╭──

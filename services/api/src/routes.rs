use crate::infra::AppState;
use alz_risk::risk::{prediction_router, RiskClassifier, RiskPipeline};
use axum::http::{header, StatusCode};
use axum::response::IntoResponse;
use axum::Extension;
use axum::Json;
use serde_json::json;
use std::sync::Arc;

pub(crate) fn with_operational_routes<C>(pipeline: Arc<RiskPipeline<C>>) -> axum::Router
where
    C: RiskClassifier + 'static,
{
    prediction_router(pipeline)
        .route("/health", axum::routing::get(healthcheck))
        .route("/ready", axum::routing::get(readiness_endpoint))
        .route("/metrics", axum::routing::get(metrics_endpoint))
}

pub(crate) async fn healthcheck() -> Json<serde_json::Value> {
    Json(json!({ "status": "ok" }))
}

pub(crate) async fn readiness_endpoint(Extension(state): Extension<AppState>) -> impl IntoResponse {
    let ready = state.readiness.load(std::sync::atomic::Ordering::Acquire);
    let status = if ready {
        StatusCode::OK
    } else {
        StatusCode::SERVICE_UNAVAILABLE
    };

    let payload = if ready {
        json!({ "status": "ready" })
    } else {
        json!({ "status": "initializing" })
    };

    (status, Json(payload))
}

pub(crate) async fn metrics_endpoint(Extension(state): Extension<AppState>) -> impl IntoResponse {
    (
        StatusCode::OK,
        [(header::CONTENT_TYPE, "text/plain; version=0.0.4")],
        state.metrics.render(),
    )
}

#[cfg(test)]
mod tests {
    use super::*;
    use alz_risk::risk::{
        ClassifierError, FeatureVector, PipelineOptions, WeightStore, DERIVED_COLUMNS,
        INPUT_SCHEMA,
    };
    use axum::body::Body;
    use axum::http::Request;
    use metrics_exporter_prometheus::PrometheusBuilder;
    use std::sync::atomic::{AtomicBool, Ordering};
    use tower::ServiceExt;

    struct Constant {
        features: Vec<String>,
    }

    impl RiskClassifier for Constant {
        fn feature_names(&self) -> &[String] {
            &self.features
        }

        fn predict_proba(&self, _: &FeatureVector) -> Result<Vec<f64>, ClassifierError> {
            Ok(vec![0.9, 0.1])
        }
    }

    fn router(ready: bool) -> axum::Router {
        let classifier = Constant {
            features: INPUT_SCHEMA
                .iter()
                .map(|field| field.name)
                .chain(DERIVED_COLUMNS)
                .map(str::to_string)
                .collect(),
        };
        let pipeline = RiskPipeline::new(
            classifier,
            Arc::new(WeightStore::default()),
            None,
            PipelineOptions::default(),
        )
        .expect("pipeline builds");
        let recorder = PrometheusBuilder::new().build_recorder();
        let state = AppState {
            readiness: Arc::new(AtomicBool::new(false)),
            metrics: Arc::new(recorder.handle()),
        };
        state.readiness.store(ready, Ordering::Release);
        with_operational_routes(Arc::new(pipeline)).layer(Extension(state))
    }

    async fn get(router: axum::Router, uri: &str) -> StatusCode {
        let request = Request::builder()
            .uri(uri)
            .body(Body::empty())
            .expect("request builds");
        router.oneshot(request).await.expect("responds").status()
    }

    #[tokio::test]
    async fn health_is_always_ok() {
        assert_eq!(get(router(false), "/health").await, StatusCode::OK);
    }

    #[tokio::test]
    async fn readiness_tracks_startup_flag() {
        assert_eq!(
            get(router(false), "/ready").await,
            StatusCode::SERVICE_UNAVAILABLE
        );
        assert_eq!(get(router(true), "/ready").await, StatusCode::OK);
    }

    #[tokio::test]
    async fn metrics_render_as_text() {
        assert_eq!(get(router(true), "/metrics").await, StatusCode::OK);
    }
}
use std::env;
use std::fmt;
use std::net::{IpAddr, SocketAddr};
use std::path::PathBuf;

use crate::risk::adapter::{RoundingPolicy, MAX_PROBABILITY_DECIMALS};

/// Distinguishes runtime behavior for different stages of the service.
#[derive(Debug, Clone, Copy, PartialEq, Eq)]
pub enum AppEnvironment {
    Development,
    Test,
    Production,
}

impl AppEnvironment {
    fn from_str(value: &str) -> Self {
        match value.trim().to_ascii_lowercase().as_str() {
            "prod" | "production" => Self::Production,
            "test" | "ci" => Self::Test,
            _ => Self::Development,
        }
    }
}

const DEFAULT_HEALTH_WEIGHTS: &str = "artifacts/health_weights.json";
const DEFAULT_CARDIOMETABOLIC_WEIGHTS: &str = "artifacts/cardiometabolic_weights.json";
const DEFAULT_MODEL: &str = "artifacts/model.json";
const DEFAULT_PREPROCESSOR: &str = "artifacts/preprocessor.json";
const DEFAULT_PROBABILITY_DECIMALS: u32 = 4;

/// Top-level configuration for the application.
#[derive(Debug, Clone)]
pub struct AppConfig {
    pub environment: AppEnvironment,
    pub server: ServerConfig,
    pub telemetry: TelemetryConfig,
    pub pipeline: PipelineConfig,
}

impl AppConfig {
    pub fn load() -> Result<Self, ConfigError> {
        dotenvy::dotenv().ok();

        let environment = AppEnvironment::from_str(
            &env::var("APP_ENV").unwrap_or_else(|_| "development".to_string()),
        );

        let host = env::var("APP_HOST").unwrap_or_else(|_| "127.0.0.1".to_string());
        let port = env::var("APP_PORT")
            .unwrap_or_else(|_| "3000".to_string())
            .parse::<u16>()
            .map_err(|_| ConfigError::InvalidPort)?;

        let log_level = env::var("APP_LOG_LEVEL").unwrap_or_else(|_| "info".to_string());

        Ok(Self {
            environment,
            server: ServerConfig { host, port },
            telemetry: TelemetryConfig { log_level },
            pipeline: PipelineConfig::from_env()?,
        })
    }
}

/// Settings controlling the HTTP server binding.
#[derive(Debug, Clone)]
pub struct ServerConfig {
    pub host: String,
    pub port: u16,
}

impl ServerConfig {
    pub fn socket_addr(&self) -> Result<SocketAddr, ConfigError> {
        if self.host.eq_ignore_ascii_case("localhost") {
            return Ok(SocketAddr::new(IpAddr::from([127, 0, 0, 1]), self.port));
        }

        let ip: IpAddr = self
            .host
            .parse()
            .map_err(|source| ConfigError::InvalidHost { source })?;

        Ok(SocketAddr::new(ip, self.port))
    }
}

/// Tracing controls.
#[derive(Debug, Clone)]
pub struct TelemetryConfig {
    pub log_level: String,
}

/// Locations of the fitted artifacts and the knobs applied to every prediction.
///
/// Artifacts are read once at startup; nothing here is re-read per request.
#[derive(Debug, Clone, PartialEq)]
pub struct PipelineConfig {
    pub health_weights_path: PathBuf,
    pub cardiometabolic_weights_path: PathBuf,
    pub model_path: PathBuf,
    /// `None` disables the normalization stage.
    pub preprocessor_path: Option<PathBuf>,
    pub strict_weights: bool,
    pub probability_decimals: u32,
}

impl Default for PipelineConfig {
    fn default() -> Self {
        Self {
            health_weights_path: PathBuf::from(DEFAULT_HEALTH_WEIGHTS),
            cardiometabolic_weights_path: PathBuf::from(DEFAULT_CARDIOMETABOLIC_WEIGHTS),
            model_path: PathBuf::from(DEFAULT_MODEL),
            preprocessor_path: Some(PathBuf::from(DEFAULT_PREPROCESSOR)),
            strict_weights: false,
            probability_decimals: DEFAULT_PROBABILITY_DECIMALS,
        }
    }
}

impl PipelineConfig {
    fn from_env() -> Result<Self, ConfigError> {
        let defaults = Self::default();

        let path_or = |key: &str, fallback: PathBuf| {
            env::var(key).map(PathBuf::from).unwrap_or(fallback)
        };

        let preprocessor_path = match env::var("APP_PREPROCESSOR_PATH") {
            Ok(value) if value.trim().is_empty() => None,
            Ok(value) => Some(PathBuf::from(value)),
            Err(_) => defaults.preprocessor_path.clone(),
        };

        let strict_weights = match env::var("APP_STRICT_WEIGHTS") {
            Ok(value) => parse_flag("APP_STRICT_WEIGHTS", &value)?,
            Err(_) => defaults.strict_weights,
        };

        let probability_decimals = match env::var("APP_PROBABILITY_DECIMALS") {
            Ok(value) => value
                .trim()
                .parse::<u32>()
                .ok()
                .filter(|decimals| RoundingPolicy::new(*decimals).is_ok())
                .ok_or(ConfigError::InvalidPrecision { value })?,
            Err(_) => defaults.probability_decimals,
        };

        Ok(Self {
            health_weights_path: path_or("APP_HEALTH_WEIGHTS_PATH", defaults.health_weights_path),
            cardiometabolic_weights_path: path_or(
                "APP_CARDIOMETABOLIC_WEIGHTS_PATH",
                defaults.cardiometabolic_weights_path,
            ),
            model_path: path_or("APP_MODEL_PATH", defaults.model_path),
            preprocessor_path,
            strict_weights,
            probability_decimals,
        })
    }
}

fn parse_flag(name: &'static str, value: &str) -> Result<bool, ConfigError> {
    match value.trim().to_ascii_lowercase().as_str() {
        "1" | "true" | "yes" | "on" => Ok(true),
        "0" | "false" | "no" | "off" => Ok(false),
        _ => Err(ConfigError::InvalidFlag {
            name,
            value: value.to_string(),
        }),
    }
}

#[derive(Debug)]
pub enum ConfigError {
    InvalidPort,
    InvalidHost { source: std::net::AddrParseError },
    InvalidFlag { name: &'static str, value: String },
    InvalidPrecision { value: String },
}

impl fmt::Display for ConfigError {
    fn fmt(&self, f: &mut fmt::Formatter<'_>) -> fmt::Result {
        match self {
            ConfigError::InvalidPort => write!(f, "APP_PORT must be a valid u16"),
            ConfigError::InvalidHost { .. } => {
                write!(f, "APP_HOST must parse to an IPv4 or IPv6 address")
            }
            ConfigError::InvalidFlag { name, value } => {
                write!(f, "{name} must be a boolean flag, found '{value}'")
            }
            ConfigError::InvalidPrecision { value } => write!(
                f,
                "APP_PROBABILITY_DECIMALS must be an integer between 0 and {MAX_PROBABILITY_DECIMALS}, found '{value}'"
            ),
        }
    }
}

impl std::error::Error for ConfigError {
    fn source(&self) -> Option<&(dyn std::error::Error + 'static)> {
        match self {
            ConfigError::InvalidHost { source } => Some(source),
            ConfigError::InvalidPort
            | ConfigError::InvalidFlag { .. }
            | ConfigError::InvalidPrecision { .. } => None,
        }
    }
}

╰──

◆ What you have to do
Repeat the entries above exactly, beginning at their first line and ending with the line that contains "prediction_router(pipeline)", with nothing added.

◆ Your response
filename services/api/src/routes.rs
use crate::infra::AppState;
use alz_risk::risk::{prediction_router, RiskClassifier, RiskPipeline};
use axum::http::{header, StatusCode};
use axum::response::IntoResponse;
use axum::Extension;
use axum::Json;
use serde_json::json;
use std::sync::Arc;

pub(crate) fn with_operational_routes<C>(pipeline: Arc<RiskPipeline<C>>) -> axum::Router
where
    C: RiskClassifier + 'static,
{
    prediction_router(pipeline)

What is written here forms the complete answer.